The feeder power is supplied from a receptacle located on the end of the loom adjacent to the feeder. The power source is three-phase, 550 VAC, 6OHz and provides power to the feeder through a four-prong “twistlock” plug and receptacle. The installation of the receptacle was a modification by the employer to permit changing feeders in the event of feeder problems. This design eliminated the need for an electrician to disconnect the “hard wiring.” The facility electrician found the receptacle broken, upon inspection after the incident. The receptacle apparently was broken when undue force was applied to the plug and receptacle. The electrician related that he removed the plug from the receptacle, but did not notice the relative position of the plug to the receptacle. Prior to removal of the plug, he measured a voltage greater than 300 volts between the feeder and the loom.

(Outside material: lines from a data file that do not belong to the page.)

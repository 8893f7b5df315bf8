//! Light propagation
//!
//! A ray walks the grid one cell at a time. Each visited cell takes the
//! carried value as its charge (last write wins), then the cell's
//! transform scales the value and may turn the ray. The walk ends when the
//! next step leaves the board.
//!
//! A ray that hits a block keeps walking with zero value, so the cells
//! behind the block are darkened rather than left at whatever they held.

use super::cell::Direction;
use super::grid::Grid;
use crate::consts::MAX_CHARGE;
use crate::error::BoardError;

/// Summary of one propagation run
#[derive(Debug, Clone, Copy, PartialEq, Eq)]
pub struct Trace {
    /// Cells visited, counting revisits
    pub steps: usize,
    /// True when the ray left the board (false on a stalled or capped walk)
    pub exited: bool,
}

/// Upper bound on visits for a board of `size`.
///
/// Each `(cell, direction)` state is entered at most once on a walk that
/// starts at the border, so `4 * size^2` can never be reached in practice.
pub fn step_limit(size: usize) -> usize {
    4 * size * size
}

/// Walk a ray from `(col, row)` carrying `value` in `direction`
pub fn propagate(
    grid: &mut Grid,
    col: usize,
    row: usize,
    value: f32,
    direction: Direction,
) -> Result<Trace, BoardError> {
    let limit = step_limit(grid.size());
    let (mut col, mut row, mut value, mut direction) = (col, row, value, direction);
    let mut steps = 0;

    loop {
        let cell = grid.get_mut(col, row)?;
        cell.charge = value.clamp(0.0, MAX_CHARGE);
        steps += 1;
        (value, direction) = cell.kind.transform().apply(value, direction);

        let Some((dc, dr)) = direction.offset() else {
            return Ok(Trace {
                steps,
                exited: false,
            });
        };
        let next = col
            .checked_add_signed(dc)
            .zip(row.checked_add_signed(dr))
            .filter(|&(c, r)| grid.in_bounds(c, r));
        let Some((next_col, next_row)) = next else {
            return Ok(Trace {
                steps,
                exited: true,
            });
        };

        if steps >= limit {
            log::warn!("Light walk from ({col}, {row}) hit the {limit} step cap");
            return Ok(Trace {
                steps,
                exited: false,
            });
        }
        col = next_col;
        row = next_row;
    }
}

/// Add one unit of charge to an emitter and fire it along its direction.
///
/// Returns `None` for cells that are not emitters or are already full.
pub fn pulse_emitter(grid: &mut Grid, col: usize, row: usize) -> Result<Option<Trace>, BoardError> {
    let cell = grid.get(col, row)?;
    if !cell.is_emitter() || cell.charge >= MAX_CHARGE {
        return Ok(None);
    }
    let (value, direction) = (cell.charge + 1.0, cell.direction);
    propagate(grid, col, row, value, direction).map(Some)
}

#[cfg(test)]
mod tests {
    use super::*;
    use crate::board::catalog::BoardType;
    use crate::board::cell::{Cell, CellKind};
    use crate::board::generate::generate;
    use proptest::prelude::*;

    fn charges_in_column(grid: &Grid, col: usize) -> Vec<f32> {
        (0..grid.size())
            .map(|row| grid.get(col, row).unwrap().charge)
            .collect()
    }

    #[test]
    fn test_straight_run_charges_whole_column() {
        let mut grid = Grid::bordered(10);
        let trace = propagate(&mut grid, 3, 0, 5.0, Direction::Down).unwrap();
        assert_eq!(trace, Trace { steps: 10, exited: true });
        assert_eq!(charges_in_column(&grid, 3), vec![5.0; 10]);
        assert_eq!(charges_in_column(&grid, 4), vec![0.0; 10]);
    }

    #[test]
    fn test_value_is_clamped_when_stored() {
        let mut grid = Grid::bordered(10);
        propagate(&mut grid, 0, 2, 150.0, Direction::Right).unwrap();
        assert!(grid.iter().all(|(_, _, c)| c.charge <= MAX_CHARGE));
        assert_eq!(grid.get(9, 2).unwrap().charge, MAX_CHARGE);
    }

    #[test]
    fn test_negative_value_is_stored_as_dark() {
        let mut grid = Grid::bordered(10);
        grid.get_mut(4, 3).unwrap().charge = 20.0;
        propagate(&mut grid, 0, 3, -5.0, Direction::Right).unwrap();
        for col in 0..10 {
            assert_eq!(grid.get(col, 3).unwrap().charge, 0.0);
        }
    }

    #[test]
    fn test_block_darkens_cells_behind_it() {
        let mut grid = Grid::bordered(10);
        grid.set(3, 5, Cell::new(CellKind::Opaque)).unwrap();
        grid.get_mut(3, 7).unwrap().charge = 50.0;

        propagate(&mut grid, 3, 0, 12.0, Direction::Down).unwrap();
        let column = charges_in_column(&grid, 3);
        assert_eq!(&column[..=5], &[12.0; 6]);
        assert_eq!(&column[6..], &[0.0; 4]);
    }

    #[test]
    fn test_clockwise_mirror_turns_down_into_left() {
        let mut grid = Grid::bordered(10);
        grid.set(3, 4, Cell::new(CellKind::ReflectClockwise)).unwrap();

        let trace = propagate(&mut grid, 3, 0, 10.0, Direction::Down).unwrap();
        assert_eq!(trace, Trace { steps: 8, exited: true });
        assert_eq!(grid.get(3, 4).unwrap().charge, 10.0);
        for col in 0..3 {
            assert!((grid.get(col, 4).unwrap().charge - 9.0).abs() < 1e-5);
        }
        // Nothing below the mirror
        assert_eq!(grid.get(3, 5).unwrap().charge, 0.0);
    }

    #[test]
    fn test_counter_clockwise_mirror_turns_left_into_up() {
        let mut grid = Grid::bordered(10);
        grid.set(5, 6, Cell::new(CellKind::ReflectCounterClockwise)).unwrap();

        propagate(&mut grid, 9, 6, 20.0, Direction::Left).unwrap();
        for col in 6..=9 {
            assert_eq!(grid.get(col, 6).unwrap().charge, 20.0);
        }
        for row in 0..6 {
            assert!((grid.get(5, row).unwrap().charge - 18.0).abs() < 1e-5);
        }
        assert_eq!(grid.get(4, 6).unwrap().charge, 0.0);
    }

    #[test]
    fn test_two_mirrors_attenuate_twice() {
        let mut grid = Grid::bordered(10);
        // Down, "/" -> Left, "\" -> Up
        grid.set(6, 5, Cell::new(CellKind::ReflectClockwise)).unwrap();
        grid.set(2, 5, Cell::new(CellKind::ReflectCounterClockwise)).unwrap();

        propagate(&mut grid, 6, 0, 50.0, Direction::Down).unwrap();
        let top = grid.get(2, 0).unwrap().charge;
        assert!((top - 50.0 * 0.9 * 0.9).abs() < 1e-4);
    }

    #[test]
    fn test_start_outside_board_is_an_error() {
        let mut grid = Grid::bordered(10);
        let err = propagate(&mut grid, 10, 3, 1.0, Direction::Left).unwrap_err();
        assert!(matches!(err, BoardError::OutOfBounds { col: 10, .. }));
    }

    #[test]
    fn test_directionless_start_charges_only_itself() {
        let mut grid = Grid::new(10);
        let trace = propagate(&mut grid, 4, 4, 7.0, Direction::None).unwrap();
        assert_eq!(trace, Trace { steps: 1, exited: false });
        assert_eq!(grid.get(4, 4).unwrap().charge, 7.0);
    }

    #[test]
    fn test_pulse_adds_one_and_stops_at_full() {
        let mut grid = Grid::bordered(10);
        assert!(pulse_emitter(&mut grid, 0, 3).unwrap().is_some());
        assert_eq!(grid.get(0, 3).unwrap().charge, 1.0);
        assert_eq!(grid.get(9, 3).unwrap().charge, 1.0);

        grid.get_mut(0, 3).unwrap().charge = MAX_CHARGE;
        assert_eq!(pulse_emitter(&mut grid, 0, 3).unwrap(), None);
        // Interior and corner cells never pulse
        assert_eq!(pulse_emitter(&mut grid, 4, 4).unwrap(), None);
        assert_eq!(pulse_emitter(&mut grid, 0, 0).unwrap(), None);
    }

    fn arb_board_type() -> impl Strategy<Value = BoardType> {
        prop_oneof![
            Just(BoardType::Blocks),
            Just(BoardType::SplitMirrors),
            Just(BoardType::Pillars),
            Just(BoardType::Prisms),
        ]
    }

    proptest! {
        #[test]
        fn prop_every_emitter_ray_leaves_the_board(
            size in 10usize..=16,
            board_type in arb_board_type(),
            seed in 0u32..100_000,
            value in 1.0f32..100.0,
        ) {
            let mut grid = generate(size, board_type, seed).unwrap();
            let emitters: Vec<(usize, usize, Direction)> = grid
                .iter()
                .filter(|(_, _, c)| c.is_emitter())
                .map(|(col, row, c)| (col, row, c.direction))
                .collect();
            for (col, row, direction) in emitters {
                let trace = propagate(&mut grid, col, row, value, direction).unwrap();
                prop_assert!(trace.exited);
                prop_assert!(trace.steps <= step_limit(size));
                prop_assert!(grid.iter().all(|(_, _, c)| (0.0..=MAX_CHARGE).contains(&c.charge)));
            }
        }

        #[test]
        fn prop_pass_through_rows_keep_value(
            size in 5usize..=16,
            value in 0.0f32..=100.0,
        ) {
            let mut grid = Grid::bordered(size);
            let row = size / 2;
            propagate(&mut grid, 0, row, value, Direction::Right).unwrap();
            for col in 0..size {
                prop_assert_eq!(grid.get(col, row).unwrap().charge, value);
            }
        }
    }
}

Evidence indicates that the plug was inserted in the receptacle with the ground prong turned 90 degrees clockwise from the ground terminal. This is not possible with a receptacle that is complete and intact; however, because the melamine insulator was cracked, sufficient space was available for the tang on the ground prong to enter the x terminal of the receptacle. (The x, y, and z terminals are the three-phases, 550 VAC power and the ground terminal is the system ground.) When the plug is rotated 90 degrees the ground prong on the plug becomes energized. The frame of the feeder is then energized with a 550 volt potential. The feeder is electrically isolated, because it is mounted on rubber wheels; however, the victim established a path to ground when he contacted the grounded loom frame. The control cabinet on the feeder contained a stepdown transformer to reduce the three-phase, 550 VAC power to 64 VAC and the transformer was connected in a delta configuration. With the plug rotated 90 degrees the transformer had two phases and a ground terminal connected. Electrically it is feasible for the system to operate, but at some reduced efficiency.

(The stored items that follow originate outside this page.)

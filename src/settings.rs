//! Startup configuration
//!
//! Read from an optional JSON file; every field has a default so partial
//! files work.

use std::path::Path;

use serde::{Deserialize, Serialize};

use crate::consts::*;
use crate::error::SettingsError;

#[derive(Debug, Clone, PartialEq, Serialize, Deserialize)]
#[serde(default)]
pub struct Settings {
    /// Cells per side, including the emitter ring
    pub board_size: usize,

    // === Viewport ===
    pub window_width: f32,
    pub window_height: f32,

    /// Fixed starting seed; a random 4-digit seed is used when absent
    pub seed: Option<u32>,
}

impl Default for Settings {
    fn default() -> Self {
        Self {
            board_size: DEFAULT_BOARD_SIZE,
            window_width: DEFAULT_WINDOW_WIDTH,
            window_height: DEFAULT_WINDOW_HEIGHT,
            seed: None,
        }
    }
}

impl Settings {
    pub fn from_json(json: &str) -> Result<Self, SettingsError> {
        let settings: Self = serde_json::from_str(json)?;
        settings.validate()?;
        Ok(settings)
    }

    pub fn to_json(&self) -> Result<String, SettingsError> {
        Ok(serde_json::to_string_pretty(self)?)
    }

    /// Read settings from a JSON file
    pub fn from_file(path: &Path) -> Result<Self, SettingsError> {
        let json = std::fs::read_to_string(path)?;
        Self::from_json(&json)
    }

    /// Load from `path`, falling back to defaults on any error
    pub fn load(path: &Path) -> Self {
        match Self::from_file(path) {
            Ok(settings) => {
                log::info!("Loaded settings from {}", path.display());
                settings
            }
            Err(err) => {
                log::warn!("Using default settings ({}: {err})", path.display());
                Self::default()
            }
        }
    }

    pub fn validate(&self) -> Result<(), SettingsError> {
        if !(MIN_BOARD_SIZE..=MAX_BOARD_SIZE).contains(&self.board_size) {
            return Err(SettingsError::InvalidBoardSize(self.board_size));
        }
        if !(self.window_width > 0.0 && self.window_height > 0.0) {
            return Err(SettingsError::InvalidViewport {
                width: self.window_width,
                height: self.window_height,
            });
        }
        Ok(())
    }

    /// Copy with the board size clamped into range and a usable viewport
    pub fn clamped(&self) -> Self {
        let viewport_ok = self.window_width > 0.0 && self.window_height > 0.0;
        Self {
            board_size: self.board_size.clamp(MIN_BOARD_SIZE, MAX_BOARD_SIZE),
            window_width: if viewport_ok {
                self.window_width
            } else {
                DEFAULT_WINDOW_WIDTH
            },
            window_height: if viewport_ok {
                self.window_height
            } else {
                DEFAULT_WINDOW_HEIGHT
            },
            seed: self.seed,
        }
    }
}

#[cfg(test)]
mod tests {
    use super::*;

    #[test]
    fn test_defaults() {
        let settings = Settings::default();
        assert_eq!(settings.board_size, 10);
        assert_eq!(settings.seed, None);
        assert!(settings.validate().is_ok());
    }

    #[test]
    fn test_partial_json_keeps_defaults() {
        let settings = Settings::from_json(r#"{ "board_size": 12, "seed": 4242 }"#).unwrap();
        assert_eq!(settings.board_size, 12);
        assert_eq!(settings.seed, Some(4242));
        assert_eq!(settings.window_width, DEFAULT_WINDOW_WIDTH);
    }

    #[test]
    fn test_json_round_trip() {
        let settings = Settings {
            seed: Some(77),
            ..Default::default()
        };
        let json = settings.to_json().unwrap();
        assert_eq!(Settings::from_json(&json).unwrap(), settings);
    }

    #[test]
    fn test_rejects_out_of_range_values() {
        assert!(matches!(
            Settings::from_json(r#"{ "board_size": 30 }"#),
            Err(SettingsError::InvalidBoardSize(30))
        ));
        assert!(matches!(
            Settings::from_json(r#"{ "window_height": 0.0 }"#),
            Err(SettingsError::InvalidViewport { .. })
        ));
        assert!(matches!(
            Settings::from_json("not json"),
            Err(SettingsError::Json(_))
        ));
    }

    #[test]
    fn test_clamped() {
        let settings = Settings {
            board_size: 64,
            window_width: -1.0,
            ..Default::default()
        }
        .clamped();
        assert_eq!(settings.board_size, MAX_BOARD_SIZE);
        assert_eq!(settings.window_width, DEFAULT_WINDOW_WIDTH);
        assert!(settings.validate().is_ok());
    }

    #[test]
    fn test_missing_file_falls_back_to_default() {
        let settings = Settings::load(Path::new("/nonexistent/lightbox.json"));
        assert_eq!(settings, Settings::default());
    }
}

Recommendation #1: The employer should install a strain relief grip on all feeder power cables and replace all melamine receptacles with industrial rated nylon receptacles.

Discussion: The strain relief grip is so designed to eliminate any possible stress on the electrical connection when undue forces are applied. Nylon receptacles can better tolerate the strain and abuse at contact than the existing melamine units.

Recommendation #2: The employer should mechanically bond the feeders to the looms by use of flexible bonding straps.

Discussion: Mechanical bonding straps will eliminate dependence upon the electrical ground conductor in the power cable for grounding protection.

Recommendation #3: Employees should be trained to recognize the hazards of electrical energy. Scheduled safety meetings and safety orientation for now employees could be used to provide this training.

Discussion: The employees interviewed did not appear to have adequate knowledge of electrical hazards. Training should include proper plug removal methods and the identification and reporting of electrical hazards.

Recommendation #4: The employer should instruct and require the employees to disconnect the power to the feeder using the toggle switch located next to the receptacle on the loom before removing the plug. Energizing and de-energizing tasks should be addressed in existing job safety analysis.

Discussion: The employer modified the electrical system to the feeder with the addition of a toggle switch and receptacle. However, the employees usually do not make use of the switch to de-energize the feeder when it is necessary to remove the plug. This safety hazard should be included in the existing job safety analysis.